Honduran-Salvadoran War of 1871
| Date | March 16 – April 12 1871 |
| Location | El Salvador and Honduras |
| Result | Honduran victory Francisco Dueñas overthrown; Santiago González becomes president; |

Combatants
- Honduras Salvadoran rebels: El Salvador Honduran rebels

Commanders and leaders
- José María Medina Francisco López Andrés van Severen [wd] Mariano Álvarez Juan López Aguirre Santiago González: Francisco Dueñas (POW) Ciriaco Choto Tomás Martínez (POW) Florencio Xatruch

= Honduran–Salvadoran War of 1871 =

War between El Salvador and Honduras in 1871

The Honduran-Salvadoran War of 1871 (Guerra Salvadoreña-hondureña de 1871) was a military conflict between El Salvador and Honduras in 1871.

==Conflict==
In March 1871, the Honduran government, led by José María Medina, declared war on El Salvador due to differences with President Francisco Dueñas, who had supported uprisings against the Honduran government. Medina, allied with generals Santiago González and José María Rivas, prepared for war with three fronts: South led by Generals Francisco López and Andrés van Severen, Center commanded by General Mariano Álvarez, and North under General Juan López Aguirre.

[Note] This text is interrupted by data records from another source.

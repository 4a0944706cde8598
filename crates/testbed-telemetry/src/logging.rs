//! Structured logging setup.
//!
//! JSON output carries `timestamp`, `level`, `target`, the span fields
//! (`seq`, `cluster`, `peer`) and the event fields, ready for a log shipper.

use tracing_subscriber::{fmt, layer::SubscriberExt, util::SubscriberInitExt, EnvFilter};

use crate::{TelemetryConfig, TelemetryError};

/// Install the global subscriber described by `config`.
pub(crate) fn init_logging(config: &TelemetryConfig) -> Result<(), TelemetryError> {
    let env_filter = EnvFilter::try_new(&config.log_level)
        .map_err(|e| TelemetryError::LoggingInit(e.to_string()))?;

    let registry = tracing_subscriber::registry().with(env_filter);
    let installed = if config.json_logs {
        registry
            .with(
                fmt::layer()
                    .json()
                    .with_target(true)
                    .with_current_span(true)
                    .with_span_list(false),
            )
            .try_init()
    } else {
        registry
            .with(fmt::layer().with_target(true).with_thread_ids(false))
            .try_init()
    };

    installed.map_err(|e| TelemetryError::LoggingInit(e.to_string()))
}
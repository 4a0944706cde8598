//! # Shared Bus - Rendezvous Channel for Experiment Participants
//!
//! Topic-addressed broadcast plus named countable barriers. Participants use
//! it to exchange addresses and to gate phase transitions, without any
//! coordinator holding per-participant state.
//!
//! ## Contract
//!
//! - `publish(topic, value)` reaches every current AND future subscriber.
//! - `subscribe(topic)` yields every published value exactly once.
//! - `signal_and_wait(state, n)` returns the caller's 1-indexed arrival rank
//!   once `n` participants have signalled `state`.
//! - `signal_entry(state)` records completion without waiting;
//!   `barrier(state, n)` waits until `n` completions exist.
//!
//! ```text
//! ┌──────────────┐  publish()   ┌──────────────┐  subscribe()  ┌──────────────┐
//! │ Participant A│ ───────────→ │  Rendezvous  │ ────────────→ │ Participant B│
//! │              │ signal_entry │   (topics,   │   barrier()   │              │
//! └──────────────┘ ───────────→ │   counters)  │ ←──────────── └──────────────┘
//!                               └──────────────┘
//! ```
//!
//! ## Failure Mode
//!
//! A barrier whose threshold is never reached blocks forever. Callers wrap
//! every call with the experiment `Deadline`.

#![cfg_attr(test, allow(clippy::unwrap_used))]
#![cfg_attr(test, allow(clippy::expect_used))]

pub mod barrier;
pub mod publisher;
pub mod subscriber;
pub mod topic;

pub use barrier::BarrierBoard;
pub use publisher::{InMemoryRendezvous, RendezvousChannel, RendezvousExt};
pub use subscriber::{RawSubscription, TopicSubscription};
pub use topic::Topic;

use thiserror::Error;

/// Errors from rendezvous operations.
#[derive(Debug, Error, Clone, PartialEq, Eq)]
pub enum RendezvousError {
    /// The rendezvous service went away.
    #[error("Rendezvous channel closed")]
    Closed,

    /// A value could not be serialized for publication.
    #[error("Failed to encode value for topic '{topic}': {reason}")]
    Encode { topic: String, reason: String },

    /// A received value did not match the topic's type.
    #[error("Failed to decode value from topic '{topic}': {reason}")]
    Decode { topic: String, reason: String },
}
pub mod errors;
pub mod summary;
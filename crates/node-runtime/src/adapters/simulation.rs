//! # Simulated DHT
//!
//! In-process stand-in for the DHT collaborator, used to run and test a
//! whole fleet in one process. It is not Kademlia: routing tables are the
//! direct neighbours established by `connect`, and a lookup is a
//! breadth-first walk over neighbours in peer-id order.
//!
//! ## Lookup Events
//!
//! Every peer queried during a walk produces one event on the querying
//! node's stream, sent before the provider is yielded:
//!
//! ```text
//! source = cause = queried peer
//! queried = [queried peer]
//! heard   = its neighbours (without us), or [] if it holds the record
//! ```
//!
//! A record held locally is yielded without any events.
//!
//! ## Fault Injection
//!
//! Dials can be failed per dialer, per target, or globally; the network can
//! report a missing sidecar or a failed initialisation.

use std::collections::{BTreeMap, BTreeSet, HashMap, HashSet, VecDeque};
use std::sync::atomic::{AtomicBool, Ordering};
use std::sync::Arc;

use async_trait::async_trait;
use parking_lot::{Mutex, RwLock};
use tokio::sync::mpsc;
use tokio_stream::wrappers::UnboundedReceiverStream;
use tracing::{debug, trace};
use uuid::Uuid;

use kt_01_bootstrap_sequencer::PeerConnector;
use kt_02_workload_driver::{ContentRouting, ProviderStream};
use kt_03_hop_counter::{LookupEventSource, LookupEventStream};
use kt_04_result_reporter::RoutingTableProbe;
use shared_types::{
    ContentKey, DhtError, LookupEvent, LookupResponse, NetworkSetupError, PeerHandle, PeerId,
};

use super::network::NetworkLayer;

struct NodeState {
    handle: PeerHandle,
    neighbours: BTreeSet<PeerId>,
    records: HashMap<ContentKey, PeerHandle>,
    local_peers: BTreeSet<PeerId>,
    events: mpsc::UnboundedSender<LookupEvent>,
}

/// Shared state of every simulated node.
pub struct SimNetwork {
    nodes: RwLock<BTreeMap<PeerId, NodeState>>,
    failing_dialers: RwLock<HashSet<PeerId>>,
    refusing_targets: RwLock<HashSet<PeerId>>,
    fail_all_dials: AtomicBool,
    sidecar_available: bool,
    init_failure: Option<String>,
}

impl Default for SimNetwork {
    fn default() -> Self {
        Self {
            nodes: RwLock::new(BTreeMap::new()),
            failing_dialers: RwLock::new(HashSet::new()),
            refusing_targets: RwLock::new(HashSet::new()),
            fail_all_dials: AtomicBool::new(false),
            sidecar_available: true,
            init_failure: None,
        }
    }
}

impl SimNetwork {
    #[must_use]
    pub fn new() -> Self {
        Self::default()
    }

    /// Report that no network sidecar is present.
    #[must_use]
    pub fn without_sidecar(mut self) -> Self {
        self.sidecar_available = false;
        self
    }

    /// Make network initialisation fail with `reason`.
    #[must_use]
    pub fn with_init_failure(mut self, reason: impl Into<String>) -> Self {
        self.init_failure = Some(reason.into());
        self
    }

    /// Fail every dial.
    #[must_use]
    pub fn with_all_dials_failing(self) -> Self {
        self.fail_all_dials.store(true, Ordering::Relaxed);
        self
    }

    /// Dials issued by `dialer` fail.
    pub fn fail_dials_from(&self, dialer: PeerId) {
        self.failing_dialers.write().insert(dialer);
    }

    /// Dials towards `target` fail.
    pub fn refuse_dials_to(&self, target: PeerId) {
        self.refusing_targets.write().insert(target);
    }

    /// Create a node for `handle`.
    pub fn add_node(self: &Arc<Self>, handle: PeerHandle) -> Arc<SimNode> {
        let (events, receiver) = mpsc::unbounded_channel();
        let id = handle.id;
        self.nodes.write().insert(
            id,
            NodeState {
                handle,
                neighbours: BTreeSet::new(),
                records: HashMap::new(),
                local_peers: BTreeSet::new(),
                events,
            },
        );
        debug!(peer = %id.short(), "Simulated node added");
        Arc::new(SimNode {
            id,
            network: Arc::clone(self),
            receiver: Mutex::new(Some(receiver)),
        })
    }

    /// Direct neighbours of `peer`.
    #[must_use]
    pub fn neighbours(&self, peer: &PeerId) -> BTreeSet<PeerId> {
        self.nodes
            .read()
            .get(peer)
            .map(|state| state.neighbours.clone())
            .unwrap_or_default()
    }

    /// Local-peer set the node was told about.
    #[must_use]
    pub fn local_peers(&self, peer: &PeerId) -> BTreeSet<PeerId> {
        self.nodes
            .read()
            .get(peer)
            .map(|state| state.local_peers.clone())
            .unwrap_or_default()
    }

    /// Undirected neighbour edges.
    #[must_use]
    pub fn edge_count(&self) -> usize {
        let total: usize = self
            .nodes
            .read()
            .values()
            .map(|state| state.neighbours.len())
            .sum();
        total / 2
    }

    fn dial_fails(&self, dialer: &PeerId, target: &PeerId) -> bool {
        self.fail_all_dials.load(Ordering::Relaxed)
            || self.failing_dialers.read().contains(dialer)
            || self.refusing_targets.read().contains(target)
    }

    fn connect(&self, dialer: PeerId, target: &PeerHandle) -> Result<(), DhtError> {
        let refused = |reason: &str| DhtError::ConnectFailed {
            peer: target.id,
            reason: reason.to_string(),
        };
        if dialer == target.id {
            return Err(refused("cannot dial self"));
        }
        if self.dial_fails(&dialer, &target.id) {
            return Err(refused("connection refused"));
        }

        let mut nodes = self.nodes.write();
        if !nodes.contains_key(&target.id) {
            return Err(refused("no route to peer"));
        }
        for (from, to) in [(dialer, target.id), (target.id, dialer)] {
            let state = nodes
                .get_mut(&from)
                .ok_or_else(|| DhtError::Unavailable(format!("node {} is gone", from.short())))?;
            state.neighbours.insert(to);
        }
        Ok(())
    }

    fn provide(&self, origin: PeerId, key: &ContentKey, announce: bool) -> Result<(), DhtError> {
        let mut nodes = self.nodes.write();
        let state = nodes
            .get_mut(&origin)
            .ok_or_else(|| DhtError::Unavailable(format!("node {} is gone", origin.short())))?;
        let provider = state.handle.clone();
        state.records.insert(*key, provider.clone());
        if !announce {
            return Ok(());
        }

        let neighbours: Vec<PeerId> = state.neighbours.iter().copied().collect();
        for peer in &neighbours {
            if let Some(neighbour) = nodes.get_mut(peer) {
                neighbour.records.insert(*key, provider.clone());
            }
        }
        trace!(%key, stored_at = neighbours.len(), "Provider record announced");
        Ok(())
    }

    fn lookup(
        &self,
        origin: PeerId,
        key: &ContentKey,
        limit: usize,
    ) -> Result<Vec<PeerHandle>, DhtError> {
        let nodes = self.nodes.read();
        let me = nodes
            .get(&origin)
            .ok_or_else(|| DhtError::Unavailable(format!("node {} is gone", origin.short())))?;
        if limit == 0 {
            return Ok(Vec::new());
        }
        if let Some(provider) = me.records.get(key) {
            return Ok(vec![provider.clone()]);
        }

        let query_id = Uuid::new_v4();
        let emit = |peer: PeerId, heard: Vec<PeerId>| {
            let response = LookupResponse {
                source: peer,
                cause: peer,
                heard,
                queried: vec![peer],
            };
            // A node nobody listens to just drops its events.
            let _ = me
                .events
                .send(LookupEvent::new(query_id, *key, Some(response)));
        };

        let mut visited: HashSet<PeerId> = HashSet::from([origin]);
        let mut queue: VecDeque<PeerId> = me
            .neighbours
            .iter()
            .copied()
            .filter(|peer| visited.insert(*peer))
            .collect();
        let mut providers: Vec<PeerHandle> = Vec::new();

        while let Some(peer) = queue.pop_front() {
            let Some(state) = nodes.get(&peer) else {
                continue;
            };
            if let Some(provider) = state.records.get(key) {
                emit(peer, Vec::new());
                if !providers.iter().any(|p| p.id == provider.id) {
                    providers.push(provider.clone());
                }
                if providers.len() >= limit {
                    break;
                }
                continue;
            }

            let heard: Vec<PeerId> = state
                .neighbours
                .iter()
                .copied()
                .filter(|n| *n != origin)
                .collect();
            queue.extend(heard.iter().copied().filter(|n| visited.insert(*n)));
            emit(peer, heard);
        }

        trace!(%key, query = %query_id, providers = providers.len(), "Lookup walk finished");
        Ok(providers)
    }
}

#[async_trait]
impl NetworkLayer for SimNetwork {
    fn sidecar_available(&self) -> bool {
        self.sidecar_available
    }

    async fn wait_network_initialized(&self) -> Result<(), NetworkSetupError> {
        match &self.init_failure {
            Some(reason) => Err(NetworkSetupError::NotInitialized(reason.clone())),
            None => Ok(()),
        }
    }
}

/// One participant's view of the simulated DHT.
pub struct SimNode {
    id: PeerId,
    network: Arc<SimNetwork>,
    receiver: Mutex<Option<mpsc::UnboundedReceiver<LookupEvent>>>,
}

impl SimNode {
    #[must_use]
    pub fn id(&self) -> PeerId {
        self.id
    }
}

#[async_trait]
impl PeerConnector for SimNode {
    async fn connect(&self, peer: &PeerHandle) -> Result<(), DhtError> {
        self.network.connect(self.id, peer)
    }

    fn mark_local_peers(&self, peers: &BTreeSet<PeerId>) {
        if let Some(state) = self.network.nodes.write().get_mut(&self.id) {
            state.local_peers.clone_from(peers);
        }
    }
}

#[async_trait]
impl ContentRouting for SimNode {
    async fn provide(&self, key: &ContentKey, announce: bool) -> Result<(), DhtError> {
        self.network.provide(self.id, key, announce)
    }

    async fn find_providers(
        &self,
        key: &ContentKey,
        limit: usize,
    ) -> Result<ProviderStream, DhtError> {
        let providers = self.network.lookup(self.id, key, limit)?;
        Ok(Box::pin(tokio_stream::iter(providers)))
    }
}

impl LookupEventSource for SimNode {
    fn register_for_lookup_events(&self) -> Result<LookupEventStream, DhtError> {
        let receiver = self
            .receiver
            .lock()
            .take()
            .ok_or(DhtError::EventsAlreadyRegistered)?;
        Ok(Box::pin(UnboundedReceiverStream::new(receiver)))
    }
}

impl RoutingTableProbe for SimNode {
    fn routing_table_size(&self) -> usize {
        self.network.neighbours(&self.id).len()
    }
}
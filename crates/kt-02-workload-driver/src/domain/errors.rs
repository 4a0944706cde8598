//! # Workload Errors

use shared_bus::RendezvousError;
use shared_types::{ContentKey, DeadlineExceeded, DhtError};
use thiserror::Error;

/// Fatal errors in the workload phase. Misses are not errors.
#[derive(Debug, Clone, Error, PartialEq, Eq)]
pub enum WorkloadError {
    /// The provider record for our own item could not be published.
    #[error("Provide for {key} failed: {source}")]
    Provide { key: ContentKey, source: DhtError },

    /// A find-provider request could not be issued.
    #[error("Find providers for {key} failed: {source}")]
    Lookup { key: ContentKey, source: DhtError },

    /// Discovery was asked to run over an empty item list.
    #[error("No items collected to search for")]
    NoItems,

    #[error(transparent)]
    Rendezvous(#[from] RendezvousError),

    #[error(transparent)]
    Deadline(#[from] DeadlineExceeded),
}
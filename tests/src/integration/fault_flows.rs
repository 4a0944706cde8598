//! # Fault Flows
//!
//! Degraded and fatal runs:
//!
//! 1. **Dial failures**: non-fatal; participants run isolated and count misses
//! 2. **No sidecar**: every participant abandons and nobody fails
//! 3. **Network init failure**: fatal setup error
//! 4. **Missing participants**: the experiment deadline fires and is fatal

#[cfg(test)]
mod tests {
    use std::sync::Arc;

    use kt_02_workload_driver::MissPolicy;
    use node_runtime::adapters::SimNetwork;
    use node_runtime::wiring::{participant_context, participant_identity};
    use node_runtime::{run_fleet, run_participant, ConfigError, ExperimentConfig, RunError};
    use shared_bus::InMemoryRendezvous;
    use shared_types::{Deadline, NetworkSetupError};

    use crate::integration::fixtures::fleet_config;

    // =========================================================================
    // NON-FATAL: BOOTSTRAP CONNECT FAILURES
    // =========================================================================

    #[tokio::test(start_paused = true)]
    async fn test_failed_dials_degrade_but_complete() {
        let config = ExperimentConfig {
            miss_policy: MissPolicy::RunAll,
            ..fleet_config(4, 6)
        };
        let network = Arc::new(SimNetwork::new().with_all_dials_failing());
        let fleet = run_fleet(config, Arc::clone(&network)).await.unwrap();

        assert!(fleet.first_error().is_none());
        let reports: Vec<_> = fleet.completed().collect();
        assert_eq!(reports.len(), 4);
        assert_eq!(network.edge_count(), 0);

        for report in &reports {
            let joiner = report.sequence != 1;
            assert_eq!(report.bootstrap_degraded, joiner);
            assert_eq!(report.summary.connect_failures, u64::from(joiner));
            assert_eq!(report.metrics.connect_failures().get(), i64::from(joiner));
            assert_eq!(report.summary.routing_table_size, 0);

            // Only our own record is reachable.
            assert_eq!(report.tally.trials, 6);
            assert_eq!(report.tally.found + report.tally.missed, 6);
        }
        let missed: u64 = reports.iter().map(|r| r.tally.missed).sum();
        assert!(missed > 0);
    }

    #[tokio::test(start_paused = true)]
    async fn test_fail_fast_stops_at_first_miss() {
        let config = ExperimentConfig {
            miss_policy: MissPolicy::FailFast,
            ..fleet_config(4, 10)
        };
        let network = Arc::new(SimNetwork::new().with_all_dials_failing());
        let fleet = run_fleet(config, network).await.unwrap();

        for report in fleet.completed() {
            assert!(report.tally.missed <= 1);
            assert_eq!(report.tally.trials, report.tally.found + report.tally.missed);
            assert!(report.tally.trials <= 10);
            if report.tally.missed == 0 {
                assert_eq!(report.tally.trials, 10);
            }
        }
    }

    #[tokio::test(start_paused = true)]
    async fn test_single_failing_dialer_degrades_only_itself() {
        let config = fleet_config(4, 4);
        let broken = participant_identity(config.seed, 2).peer_id();
        let network = Arc::new(SimNetwork::new());
        network.fail_dials_from(broken);
        let fleet = run_fleet(config, Arc::clone(&network)).await.unwrap();

        assert!(fleet.first_error().is_none());
        let reports: Vec<_> = fleet.completed().collect();
        assert_eq!(reports.len(), 4);

        let mut degraded = 0;
        for report in &reports {
            let expect = report.peer == broken && report.sequence != 1;
            assert_eq!(report.bootstrap_degraded, expect);
            degraded += usize::from(expect);
        }
        // Star on the root, minus the joiner that could not dial.
        assert_eq!(network.edge_count(), 3 - degraded);
    }

    // =========================================================================
    // ENVIRONMENT GATE
    // =========================================================================

    #[tokio::test(start_paused = true)]
    async fn test_missing_sidecar_abandons_run() {
        let network = Arc::new(SimNetwork::new().without_sidecar());
        let fleet = run_fleet(fleet_config(3, 2), Arc::clone(&network))
            .await
            .unwrap();

        assert_eq!(fleet.abandoned(), 3);
        assert_eq!(fleet.completed().count(), 0);
        assert!(fleet.first_error().is_none());
        assert_eq!(network.edge_count(), 0);
    }

    #[tokio::test(start_paused = true)]
    async fn test_network_init_failure_is_fatal() {
        let network = Arc::new(SimNetwork::new().with_init_failure("overlay not ready"));
        let fleet = run_fleet(fleet_config(2, 2), network).await.unwrap();

        assert_eq!(fleet.results.len(), 2);
        for result in &fleet.results {
            assert!(matches!(
                result,
                Err(RunError::Network(NetworkSetupError::NotInitialized(_)))
            ));
        }
    }

    #[tokio::test]
    async fn test_invalid_config_is_rejected_before_start() {
        let config = ExperimentConfig {
            total_participants: 0,
            ..ExperimentConfig::default()
        };
        let err = run_fleet(config, Arc::new(SimNetwork::new()))
            .await
            .unwrap_err();
        assert!(matches!(err, RunError::Config(ConfigError::NoParticipants)));
    }

    // =========================================================================
    // FATAL: DEADLINE EXPIRY
    // =========================================================================

    #[tokio::test(start_paused = true)]
    async fn test_missing_peer_expires_deadline() {
        // Two expected, one present: the first barrier never releases.
        let config = Arc::new(ExperimentConfig {
            timeout_secs: 5,
            ..fleet_config(2, 2)
        });
        let deadline = Deadline::after(config.timeout());
        let network = Arc::new(SimNetwork::new());
        let ctx = participant_context(&config, 0, deadline).unwrap();
        let node = network.add_node(ctx.handle.clone());

        let err = run_participant(
            ctx,
            Arc::new(InMemoryRendezvous::new()),
            node,
            network.as_ref(),
        )
        .await
        .unwrap_err();

        assert!(err.is_deadline(), "{err}");
    }
}
//! # Bootstrap Errors

use shared_bus::RendezvousError;
use shared_types::{DeadlineExceeded, SequenceNumber};
use thiserror::Error;

/// Fatal errors in the bootstrap phase.
///
/// Connect failures are NOT here: they are tolerated and reported through
/// `BootstrapOutcome::connect_error`.
#[derive(Debug, Clone, Error, PartialEq, Eq)]
pub enum BootstrapError {
    /// No participant holds sequence 1.
    #[error("No bootstrap root (sequence 1) among {observed} observed participants")]
    MissingRoot { observed: usize },

    /// Two records carry the same sequence number.
    #[error("Sequence {0} assigned to more than one participant")]
    DuplicateSequence(SequenceNumber),

    /// Our own record never came back over the rendezvous channel.
    #[error("Own record (sequence {0}) not among observed participants")]
    OwnRecordMissing(SequenceNumber),

    #[error(transparent)]
    Rendezvous(#[from] RendezvousError),

    #[error(transparent)]
    Deadline(#[from] DeadlineExceeded),
}
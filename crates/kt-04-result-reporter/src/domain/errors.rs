//! # Reporter Errors

use thiserror::Error;

#[derive(Debug, Clone, Error, PartialEq, Eq)]
pub enum RecordError {
    /// The recorder rejected a point.
    #[error("Recording '{point}' failed: {reason}")]
    Sink { point: &'static str, reason: String },
}
//! # Kad-Testbed Test Suite
//!
//! Unified test crate containing:
//!
//! ## Structure
//!
//! ```text
//! tests/
//! ├── benches/          # criterion benchmarks of the pure planners
//! └── src/integration/  # whole fleets over the in-memory rendezvous
//!     ├── fleet_flows.rs    # dht-case and mldht-case happy paths
//!     ├── fault_flows.rs    # dial failures, missing sidecar, deadlines
//!     └── hop_flows.rs      # simulated DHT events into the hop table
//! ```
//!
//! ## Running Tests
//!
//! ```bash
//! cargo test -p kt-tests
//! cargo test -p kt-tests integration::fault_flows::
//! cargo bench -p kt-tests
//! ```

#![allow(dead_code)]

pub mod integration;
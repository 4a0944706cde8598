use kt_02_workload_driver::HopProbe;
use kt_03_hop_counter::SharedHopTable;
use shared_types::ContentKey;

/// Lets the discovery loop read the instrumentor's table.
#[derive(Debug, Clone)]
pub struct HopTableProbe {
    table: SharedHopTable,
}

impl HopTableProbe {
    #[must_use]
    pub fn new(table: SharedHopTable) -> Self {
        Self { table }
    }
}

impl HopProbe for HopTableProbe {
    fn begin_query(&self, key: &ContentKey) {
        self.table.begin_query(key);
    }

    fn provider_hops(&self, key: &ContentKey) -> Option<u32> {
        self.table.provider_hops(key)
    }
}
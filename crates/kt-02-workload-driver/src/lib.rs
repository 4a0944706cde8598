//! # Workload Driver (KT-02)
//!
//! Announces one item per participant, waits until every participant's item
//! has been seen, then runs `items_to_find` discovery trials against
//! randomly chosen items.
//!
//! ## Architecture
//!
//! - **Domain Layer** (`domain/`): miss policy, trial outcomes and the tally
//! - **Ports Layer** (`ports/`): content routing and the hop-table probe
//! - **Service Layer** (`service.rs`): the announce and discovery phases
//!
//! ## Miss Policy
//!
//! | Policy | On first miss | Statistic |
//! |--------|---------------|-----------|
//! | `FailFast` | remaining trials abandoned | minimum found |
//! | `RunAll` | keep going | expected found rate |

pub mod domain;
pub mod ports;
pub mod service;

pub use domain::errors::WorkloadError;
pub use domain::tally::{DiscoveryTally, MissPolicy, TrialOutcome};
pub use ports::outbound::{ContentRouting, HopProbe, ProviderStream};
pub use service::{WorkloadConfig, WorkloadDriver, ITEM_INFO_TOPIC};
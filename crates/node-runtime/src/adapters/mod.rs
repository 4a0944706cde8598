//! # Adapter Implementations
//!
//! Concrete implementations of the subsystem outbound ports.
//!
//! | Adapter | Implements |
//! |---------|------------|
//! | `SimNode` | `PeerConnector`, `ContentRouting`, `LookupEventSource`, `RoutingTableProbe` |
//! | `SimNetwork` | `NetworkLayer` |
//! | `HopTableProbe` | `HopProbe` |
//! | `PrometheusRecorder` | `MetricsRecorder` |

pub mod hop_probe;
pub mod metrics;
pub mod network;
pub mod simulation;

pub use hop_probe::HopTableProbe;
pub use metrics::PrometheusRecorder;
pub use network::{DhtNode, NetworkLayer};
pub use simulation::{SimNetwork, SimNode};
//! # Participant Context
//!
//! Single owner of a participant's run state. Threaded explicitly through
//! the orchestration; only the hop table is shared with the consumer task.

use std::collections::BTreeSet;
use std::net::SocketAddr;
use std::sync::Arc;

use kt_03_hop_counter::SharedHopTable;
use shared_types::{ClusterId, Deadline, LocalIdentity, PeerHandle, PeerId};
use testbed_telemetry::ExperimentMetrics;

use super::config::ExperimentConfig;

pub struct ParticipantContext {
    /// Position of the participant in its fleet (not its sequence number).
    pub index: usize,
    pub identity: LocalIdentity,
    pub handle: PeerHandle,
    pub cluster: ClusterId,
    pub config: Arc<ExperimentConfig>,
    pub deadline: Deadline,
    pub hop_table: SharedHopTable,
    pub metrics: ExperimentMetrics,
    /// Peers of our own cluster, filled in once bootstrap planning ran.
    pub local_peers: BTreeSet<PeerId>,
}

impl ParticipantContext {
    pub fn new(
        index: usize,
        identity: LocalIdentity,
        address: SocketAddr,
        config: Arc<ExperimentConfig>,
        deadline: Deadline,
        metrics: ExperimentMetrics,
    ) -> Self {
        let handle = identity.handle(vec![address]);
        let cluster = config.cluster_for(index);
        Self {
            index,
            identity,
            handle,
            cluster,
            config,
            deadline,
            hop_table: SharedHopTable::new(),
            metrics,
            local_peers: BTreeSet::new(),
        }
    }

    #[must_use]
    pub fn peer_id(&self) -> PeerId {
        self.handle.id
    }
}
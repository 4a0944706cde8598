//! # Ports Layer

pub mod outbound;

pub use outbound::{MetricsRecorder, RoutingTableProbe};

The Southern army attacked Pasaquina on March 16, 1871, defeating the Honduran forces led by General Florencio Xatruch. Xatruch seized Nacaome and advanced towards Tegucigalpa. Simultaneously, the Center and North fronts invaded El Salvador from Gotera and Sensuntepeque, respectively. González declared himself Provisional President of El Salvador after capturing Sensuntepeque. Decisive battles occurred in Santa Ana from April 7 to 10, where Honduran generals López, Ochoa, and Pineda, along with Salvadoran General Juan Antonio Medina Orellana, defeated the forces led by Generals Tomás Martínez and Ciriaco Choto in San Miguel.

On April 12, 1871, after a brief 27-day campaign, the Honduran army captured San Salvador, taking President Francisco Dueñas and ex-President of Nicaragua General Tomás Martínez into custody. The swift military actions resulted in the successful invasion and occupation of El Salvador by Honduras.